§ **What the task requires**
Find all lines below containing the string "Mutex" and return them.

§ **Data entries**
****
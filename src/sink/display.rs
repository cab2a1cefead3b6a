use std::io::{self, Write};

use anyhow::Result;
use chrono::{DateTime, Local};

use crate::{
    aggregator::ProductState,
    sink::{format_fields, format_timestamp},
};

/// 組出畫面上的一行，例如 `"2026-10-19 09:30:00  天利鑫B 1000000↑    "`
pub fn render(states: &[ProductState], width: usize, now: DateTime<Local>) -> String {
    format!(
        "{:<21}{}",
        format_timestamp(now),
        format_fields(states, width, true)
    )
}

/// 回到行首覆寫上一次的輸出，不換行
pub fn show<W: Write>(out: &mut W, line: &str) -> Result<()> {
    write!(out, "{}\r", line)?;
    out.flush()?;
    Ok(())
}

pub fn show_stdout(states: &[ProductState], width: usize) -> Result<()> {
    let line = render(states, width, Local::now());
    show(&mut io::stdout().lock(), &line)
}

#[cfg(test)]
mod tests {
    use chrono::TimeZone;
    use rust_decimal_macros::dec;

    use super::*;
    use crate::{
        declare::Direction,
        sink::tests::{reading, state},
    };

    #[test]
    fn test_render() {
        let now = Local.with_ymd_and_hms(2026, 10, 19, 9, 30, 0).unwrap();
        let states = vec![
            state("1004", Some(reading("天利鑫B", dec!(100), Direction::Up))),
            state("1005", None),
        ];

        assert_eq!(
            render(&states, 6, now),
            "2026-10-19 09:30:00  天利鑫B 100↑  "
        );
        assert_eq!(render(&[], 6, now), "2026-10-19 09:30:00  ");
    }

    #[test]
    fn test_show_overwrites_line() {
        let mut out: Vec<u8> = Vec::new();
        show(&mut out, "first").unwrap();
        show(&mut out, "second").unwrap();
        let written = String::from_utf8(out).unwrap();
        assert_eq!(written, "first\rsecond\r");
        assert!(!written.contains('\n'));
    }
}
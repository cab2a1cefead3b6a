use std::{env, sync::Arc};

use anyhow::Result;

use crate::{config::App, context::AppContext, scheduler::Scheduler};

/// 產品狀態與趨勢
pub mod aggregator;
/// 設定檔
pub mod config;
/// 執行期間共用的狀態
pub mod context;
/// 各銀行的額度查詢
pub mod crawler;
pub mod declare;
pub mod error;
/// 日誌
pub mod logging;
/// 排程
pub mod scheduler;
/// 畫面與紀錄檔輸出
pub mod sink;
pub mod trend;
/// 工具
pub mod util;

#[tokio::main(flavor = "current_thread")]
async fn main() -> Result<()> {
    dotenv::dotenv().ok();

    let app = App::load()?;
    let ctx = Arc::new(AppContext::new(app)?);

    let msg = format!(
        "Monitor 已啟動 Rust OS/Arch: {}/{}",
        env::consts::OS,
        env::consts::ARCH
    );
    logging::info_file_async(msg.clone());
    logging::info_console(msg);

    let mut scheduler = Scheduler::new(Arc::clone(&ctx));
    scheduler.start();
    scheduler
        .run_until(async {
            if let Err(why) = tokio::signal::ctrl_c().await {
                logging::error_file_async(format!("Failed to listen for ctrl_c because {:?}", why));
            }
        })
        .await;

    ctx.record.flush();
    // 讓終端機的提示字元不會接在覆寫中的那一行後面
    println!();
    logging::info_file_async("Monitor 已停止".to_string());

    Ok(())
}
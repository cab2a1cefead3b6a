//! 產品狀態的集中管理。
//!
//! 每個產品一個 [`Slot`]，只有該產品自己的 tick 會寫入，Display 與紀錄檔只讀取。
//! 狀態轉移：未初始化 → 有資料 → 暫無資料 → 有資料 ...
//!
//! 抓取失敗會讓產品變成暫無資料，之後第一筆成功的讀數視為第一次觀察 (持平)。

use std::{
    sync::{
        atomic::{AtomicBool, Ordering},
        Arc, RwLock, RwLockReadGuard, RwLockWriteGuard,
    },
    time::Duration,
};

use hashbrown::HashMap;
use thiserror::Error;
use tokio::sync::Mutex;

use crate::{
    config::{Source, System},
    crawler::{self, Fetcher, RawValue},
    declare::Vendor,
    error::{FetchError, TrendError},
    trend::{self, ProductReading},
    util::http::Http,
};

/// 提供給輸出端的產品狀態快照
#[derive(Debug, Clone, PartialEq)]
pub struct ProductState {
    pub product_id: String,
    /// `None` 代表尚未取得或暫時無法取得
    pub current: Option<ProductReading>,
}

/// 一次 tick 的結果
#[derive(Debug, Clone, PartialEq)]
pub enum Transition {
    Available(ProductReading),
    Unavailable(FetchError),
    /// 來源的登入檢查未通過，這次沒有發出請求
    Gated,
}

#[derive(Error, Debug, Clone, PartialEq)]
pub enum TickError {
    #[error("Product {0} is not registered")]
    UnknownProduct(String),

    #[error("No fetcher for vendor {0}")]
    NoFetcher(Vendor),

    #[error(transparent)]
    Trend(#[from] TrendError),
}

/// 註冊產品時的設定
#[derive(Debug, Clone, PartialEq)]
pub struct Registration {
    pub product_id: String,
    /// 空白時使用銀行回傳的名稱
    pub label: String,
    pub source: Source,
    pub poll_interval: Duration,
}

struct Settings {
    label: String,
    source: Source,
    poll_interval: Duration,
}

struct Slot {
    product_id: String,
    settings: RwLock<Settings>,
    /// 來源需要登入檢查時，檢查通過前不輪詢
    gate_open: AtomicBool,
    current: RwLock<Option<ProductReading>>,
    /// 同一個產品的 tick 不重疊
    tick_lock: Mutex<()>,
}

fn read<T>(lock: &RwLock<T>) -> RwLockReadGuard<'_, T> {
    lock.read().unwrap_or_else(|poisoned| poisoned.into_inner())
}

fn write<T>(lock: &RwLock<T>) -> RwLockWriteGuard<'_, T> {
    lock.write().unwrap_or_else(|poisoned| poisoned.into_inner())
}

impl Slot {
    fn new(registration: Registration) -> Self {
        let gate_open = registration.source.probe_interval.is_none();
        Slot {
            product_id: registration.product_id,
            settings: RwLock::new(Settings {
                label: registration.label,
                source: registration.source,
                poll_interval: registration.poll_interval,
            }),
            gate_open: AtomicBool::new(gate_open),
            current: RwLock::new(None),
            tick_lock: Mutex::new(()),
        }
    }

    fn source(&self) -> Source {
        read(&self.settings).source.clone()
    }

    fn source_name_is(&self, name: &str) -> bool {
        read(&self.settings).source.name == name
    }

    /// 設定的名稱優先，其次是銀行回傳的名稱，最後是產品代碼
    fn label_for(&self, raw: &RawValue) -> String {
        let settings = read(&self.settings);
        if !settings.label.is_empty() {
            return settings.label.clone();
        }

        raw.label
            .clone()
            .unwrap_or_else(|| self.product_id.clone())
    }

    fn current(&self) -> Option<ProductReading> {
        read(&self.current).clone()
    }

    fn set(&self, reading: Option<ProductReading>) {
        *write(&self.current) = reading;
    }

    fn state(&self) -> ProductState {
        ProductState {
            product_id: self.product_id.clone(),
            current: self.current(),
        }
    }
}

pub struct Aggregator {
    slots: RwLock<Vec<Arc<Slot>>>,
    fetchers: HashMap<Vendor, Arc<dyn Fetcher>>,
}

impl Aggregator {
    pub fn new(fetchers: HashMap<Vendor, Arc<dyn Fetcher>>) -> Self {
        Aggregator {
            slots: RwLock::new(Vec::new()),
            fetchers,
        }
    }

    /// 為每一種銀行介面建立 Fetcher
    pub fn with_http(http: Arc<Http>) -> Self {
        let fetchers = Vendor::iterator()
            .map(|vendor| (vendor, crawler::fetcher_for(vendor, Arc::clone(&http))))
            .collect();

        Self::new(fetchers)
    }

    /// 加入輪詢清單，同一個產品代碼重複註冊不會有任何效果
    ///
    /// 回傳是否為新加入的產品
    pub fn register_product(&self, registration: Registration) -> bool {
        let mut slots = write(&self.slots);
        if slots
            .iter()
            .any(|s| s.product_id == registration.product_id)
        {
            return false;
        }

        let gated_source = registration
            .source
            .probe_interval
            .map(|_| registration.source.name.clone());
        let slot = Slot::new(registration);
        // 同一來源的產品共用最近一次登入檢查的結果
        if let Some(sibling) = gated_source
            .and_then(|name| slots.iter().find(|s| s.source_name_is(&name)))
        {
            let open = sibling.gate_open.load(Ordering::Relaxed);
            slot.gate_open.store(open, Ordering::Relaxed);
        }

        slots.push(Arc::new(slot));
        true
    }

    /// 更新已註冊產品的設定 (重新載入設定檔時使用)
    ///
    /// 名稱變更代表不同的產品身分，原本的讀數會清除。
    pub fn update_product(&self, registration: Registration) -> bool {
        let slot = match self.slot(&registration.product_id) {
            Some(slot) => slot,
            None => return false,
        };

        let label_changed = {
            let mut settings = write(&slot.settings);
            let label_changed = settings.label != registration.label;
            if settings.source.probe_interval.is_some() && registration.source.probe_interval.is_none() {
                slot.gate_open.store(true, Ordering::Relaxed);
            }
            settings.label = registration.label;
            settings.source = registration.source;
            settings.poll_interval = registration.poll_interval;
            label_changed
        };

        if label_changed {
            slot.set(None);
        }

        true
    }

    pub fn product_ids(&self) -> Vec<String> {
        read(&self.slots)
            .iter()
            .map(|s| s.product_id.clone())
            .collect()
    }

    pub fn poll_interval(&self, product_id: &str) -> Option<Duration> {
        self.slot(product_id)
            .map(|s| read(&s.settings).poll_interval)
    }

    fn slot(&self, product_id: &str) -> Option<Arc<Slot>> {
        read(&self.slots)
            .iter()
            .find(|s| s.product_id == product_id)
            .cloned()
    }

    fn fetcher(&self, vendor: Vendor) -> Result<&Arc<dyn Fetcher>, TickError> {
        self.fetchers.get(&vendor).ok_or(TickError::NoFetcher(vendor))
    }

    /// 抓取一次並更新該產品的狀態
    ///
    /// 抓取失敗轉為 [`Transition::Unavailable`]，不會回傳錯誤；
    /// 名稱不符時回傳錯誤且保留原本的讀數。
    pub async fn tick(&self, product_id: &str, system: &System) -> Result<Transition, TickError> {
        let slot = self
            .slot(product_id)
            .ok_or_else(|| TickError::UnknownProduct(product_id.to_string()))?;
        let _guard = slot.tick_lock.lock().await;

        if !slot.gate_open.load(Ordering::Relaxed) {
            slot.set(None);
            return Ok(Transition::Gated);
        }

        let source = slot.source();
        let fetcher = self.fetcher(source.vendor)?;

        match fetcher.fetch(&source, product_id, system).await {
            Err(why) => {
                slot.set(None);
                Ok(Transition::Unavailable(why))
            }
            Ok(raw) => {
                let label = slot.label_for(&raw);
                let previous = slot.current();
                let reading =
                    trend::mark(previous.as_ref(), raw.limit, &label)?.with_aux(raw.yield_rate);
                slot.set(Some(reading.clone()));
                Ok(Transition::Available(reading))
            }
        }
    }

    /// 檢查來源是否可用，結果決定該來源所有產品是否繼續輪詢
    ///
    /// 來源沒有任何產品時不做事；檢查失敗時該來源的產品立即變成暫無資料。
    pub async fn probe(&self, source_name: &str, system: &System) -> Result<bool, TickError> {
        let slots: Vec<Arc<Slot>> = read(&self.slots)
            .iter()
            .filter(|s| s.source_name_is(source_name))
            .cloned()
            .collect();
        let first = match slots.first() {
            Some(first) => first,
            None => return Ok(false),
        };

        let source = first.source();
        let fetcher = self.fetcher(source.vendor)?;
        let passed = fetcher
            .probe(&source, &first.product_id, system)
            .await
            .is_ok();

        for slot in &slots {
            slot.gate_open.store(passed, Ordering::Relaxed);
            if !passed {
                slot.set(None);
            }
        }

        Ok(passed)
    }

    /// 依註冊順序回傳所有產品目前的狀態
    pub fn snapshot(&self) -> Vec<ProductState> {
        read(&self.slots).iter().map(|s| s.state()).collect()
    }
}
****
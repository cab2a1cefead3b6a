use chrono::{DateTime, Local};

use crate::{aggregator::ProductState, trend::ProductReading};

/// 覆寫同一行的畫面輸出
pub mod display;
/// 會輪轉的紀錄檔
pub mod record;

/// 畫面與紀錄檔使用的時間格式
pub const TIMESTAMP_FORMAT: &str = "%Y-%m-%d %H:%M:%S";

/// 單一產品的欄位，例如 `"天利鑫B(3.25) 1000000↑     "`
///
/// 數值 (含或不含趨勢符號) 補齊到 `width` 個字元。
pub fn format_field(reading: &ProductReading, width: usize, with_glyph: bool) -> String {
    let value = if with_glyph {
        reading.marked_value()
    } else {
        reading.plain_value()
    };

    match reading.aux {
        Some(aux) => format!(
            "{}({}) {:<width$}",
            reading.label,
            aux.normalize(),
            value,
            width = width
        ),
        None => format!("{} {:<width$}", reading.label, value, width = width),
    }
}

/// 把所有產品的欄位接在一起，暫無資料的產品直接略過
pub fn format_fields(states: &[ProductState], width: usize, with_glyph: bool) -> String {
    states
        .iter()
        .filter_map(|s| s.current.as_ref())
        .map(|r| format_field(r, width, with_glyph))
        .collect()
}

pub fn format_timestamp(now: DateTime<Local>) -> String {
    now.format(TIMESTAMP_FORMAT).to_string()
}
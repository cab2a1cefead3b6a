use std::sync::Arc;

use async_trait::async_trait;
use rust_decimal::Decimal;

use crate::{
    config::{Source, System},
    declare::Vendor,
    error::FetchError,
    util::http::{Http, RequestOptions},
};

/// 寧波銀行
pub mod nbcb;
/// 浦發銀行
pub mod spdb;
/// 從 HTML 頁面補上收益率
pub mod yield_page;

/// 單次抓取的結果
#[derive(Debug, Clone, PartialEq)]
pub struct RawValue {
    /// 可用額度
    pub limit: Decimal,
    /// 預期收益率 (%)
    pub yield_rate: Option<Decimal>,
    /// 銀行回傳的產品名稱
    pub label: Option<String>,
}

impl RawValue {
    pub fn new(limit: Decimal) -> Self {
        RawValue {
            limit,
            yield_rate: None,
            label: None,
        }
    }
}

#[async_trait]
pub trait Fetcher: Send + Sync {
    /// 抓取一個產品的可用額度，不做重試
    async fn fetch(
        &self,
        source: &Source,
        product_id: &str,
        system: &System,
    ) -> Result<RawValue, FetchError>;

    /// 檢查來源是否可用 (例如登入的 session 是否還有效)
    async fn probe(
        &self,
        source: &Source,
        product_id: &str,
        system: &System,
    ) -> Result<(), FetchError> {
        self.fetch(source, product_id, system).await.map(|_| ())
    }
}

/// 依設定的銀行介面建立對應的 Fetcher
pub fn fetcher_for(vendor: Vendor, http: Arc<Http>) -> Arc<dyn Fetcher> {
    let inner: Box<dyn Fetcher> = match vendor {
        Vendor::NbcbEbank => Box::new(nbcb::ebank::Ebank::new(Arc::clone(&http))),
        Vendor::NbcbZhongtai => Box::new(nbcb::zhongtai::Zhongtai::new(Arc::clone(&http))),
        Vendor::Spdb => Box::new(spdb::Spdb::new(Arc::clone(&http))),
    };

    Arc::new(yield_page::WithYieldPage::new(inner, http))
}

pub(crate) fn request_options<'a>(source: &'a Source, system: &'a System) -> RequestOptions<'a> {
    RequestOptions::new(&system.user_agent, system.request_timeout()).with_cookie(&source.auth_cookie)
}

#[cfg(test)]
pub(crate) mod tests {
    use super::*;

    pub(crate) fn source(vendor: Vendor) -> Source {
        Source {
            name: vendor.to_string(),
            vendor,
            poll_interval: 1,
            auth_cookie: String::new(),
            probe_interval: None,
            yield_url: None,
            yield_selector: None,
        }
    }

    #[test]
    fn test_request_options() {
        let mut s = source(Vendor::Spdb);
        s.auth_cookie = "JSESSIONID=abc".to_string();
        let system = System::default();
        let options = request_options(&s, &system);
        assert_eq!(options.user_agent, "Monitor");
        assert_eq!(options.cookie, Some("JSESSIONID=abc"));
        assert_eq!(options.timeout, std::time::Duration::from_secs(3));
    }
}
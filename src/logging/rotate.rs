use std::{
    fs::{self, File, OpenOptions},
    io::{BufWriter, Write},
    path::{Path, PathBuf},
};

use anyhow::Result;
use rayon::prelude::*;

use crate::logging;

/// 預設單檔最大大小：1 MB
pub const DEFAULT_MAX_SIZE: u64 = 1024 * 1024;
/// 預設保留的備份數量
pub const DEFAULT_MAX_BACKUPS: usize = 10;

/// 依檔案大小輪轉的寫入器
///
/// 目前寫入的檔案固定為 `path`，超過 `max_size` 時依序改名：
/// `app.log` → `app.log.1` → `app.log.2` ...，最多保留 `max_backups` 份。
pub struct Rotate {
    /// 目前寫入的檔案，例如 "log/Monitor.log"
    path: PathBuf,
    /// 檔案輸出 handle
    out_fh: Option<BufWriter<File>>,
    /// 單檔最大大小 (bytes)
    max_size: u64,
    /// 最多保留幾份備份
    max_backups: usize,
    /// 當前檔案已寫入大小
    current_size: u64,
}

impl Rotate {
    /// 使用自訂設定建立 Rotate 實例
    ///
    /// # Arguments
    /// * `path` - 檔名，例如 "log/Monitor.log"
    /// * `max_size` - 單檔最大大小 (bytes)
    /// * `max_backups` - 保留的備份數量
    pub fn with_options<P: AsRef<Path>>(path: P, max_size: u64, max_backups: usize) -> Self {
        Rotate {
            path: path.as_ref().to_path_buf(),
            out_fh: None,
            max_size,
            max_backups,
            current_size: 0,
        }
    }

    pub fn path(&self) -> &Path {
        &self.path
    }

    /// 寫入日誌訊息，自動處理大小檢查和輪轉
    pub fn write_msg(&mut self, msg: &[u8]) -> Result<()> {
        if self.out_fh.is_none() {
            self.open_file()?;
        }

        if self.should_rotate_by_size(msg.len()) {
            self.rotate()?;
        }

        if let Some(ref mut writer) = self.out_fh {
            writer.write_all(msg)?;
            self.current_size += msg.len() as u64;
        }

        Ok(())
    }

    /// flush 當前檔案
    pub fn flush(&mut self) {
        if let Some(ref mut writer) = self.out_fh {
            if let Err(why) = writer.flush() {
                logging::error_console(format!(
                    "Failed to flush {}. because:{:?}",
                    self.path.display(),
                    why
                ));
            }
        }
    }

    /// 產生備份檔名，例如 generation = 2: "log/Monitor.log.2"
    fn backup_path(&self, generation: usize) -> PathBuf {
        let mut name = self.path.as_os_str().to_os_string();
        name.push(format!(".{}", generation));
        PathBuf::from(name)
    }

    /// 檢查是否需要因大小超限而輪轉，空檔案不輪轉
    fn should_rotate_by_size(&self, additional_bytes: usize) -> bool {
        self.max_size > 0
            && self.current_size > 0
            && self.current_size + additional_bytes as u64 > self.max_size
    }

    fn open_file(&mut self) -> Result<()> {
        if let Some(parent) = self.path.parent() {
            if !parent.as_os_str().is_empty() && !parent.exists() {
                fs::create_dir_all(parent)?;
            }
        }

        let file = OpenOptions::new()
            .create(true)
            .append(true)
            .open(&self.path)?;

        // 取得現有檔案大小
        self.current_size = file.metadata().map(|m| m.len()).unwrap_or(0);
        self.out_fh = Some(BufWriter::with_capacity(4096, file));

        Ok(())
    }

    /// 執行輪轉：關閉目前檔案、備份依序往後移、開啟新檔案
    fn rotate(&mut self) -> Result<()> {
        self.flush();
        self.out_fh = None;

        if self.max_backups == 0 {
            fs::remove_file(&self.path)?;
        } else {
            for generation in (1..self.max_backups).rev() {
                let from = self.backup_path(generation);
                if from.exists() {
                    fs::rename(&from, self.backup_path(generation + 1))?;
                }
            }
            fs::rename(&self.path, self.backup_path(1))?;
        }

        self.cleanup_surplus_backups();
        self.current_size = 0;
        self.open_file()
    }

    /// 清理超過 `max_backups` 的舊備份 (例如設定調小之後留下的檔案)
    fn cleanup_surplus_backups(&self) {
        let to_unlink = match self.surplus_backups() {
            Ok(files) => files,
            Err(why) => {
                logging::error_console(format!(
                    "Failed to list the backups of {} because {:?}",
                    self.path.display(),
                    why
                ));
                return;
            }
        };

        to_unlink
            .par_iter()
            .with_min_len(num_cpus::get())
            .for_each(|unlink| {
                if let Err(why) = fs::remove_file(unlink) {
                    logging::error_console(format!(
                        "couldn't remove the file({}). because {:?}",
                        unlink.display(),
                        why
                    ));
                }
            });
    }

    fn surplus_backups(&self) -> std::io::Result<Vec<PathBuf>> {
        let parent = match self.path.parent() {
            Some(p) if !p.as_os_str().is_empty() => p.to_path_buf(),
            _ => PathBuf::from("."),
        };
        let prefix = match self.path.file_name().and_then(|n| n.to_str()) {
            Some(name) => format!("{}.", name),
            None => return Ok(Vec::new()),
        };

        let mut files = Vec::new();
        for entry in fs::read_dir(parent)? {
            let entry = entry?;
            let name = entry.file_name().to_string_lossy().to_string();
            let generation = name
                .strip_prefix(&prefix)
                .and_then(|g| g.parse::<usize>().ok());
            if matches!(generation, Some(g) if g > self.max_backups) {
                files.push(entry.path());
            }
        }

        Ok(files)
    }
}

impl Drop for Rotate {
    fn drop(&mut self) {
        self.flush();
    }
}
****
§ **Task response**
use tokio::sync::Mutex;
    tick_lock: Mutex<()>,
            tick_lock: Mutex::new(()),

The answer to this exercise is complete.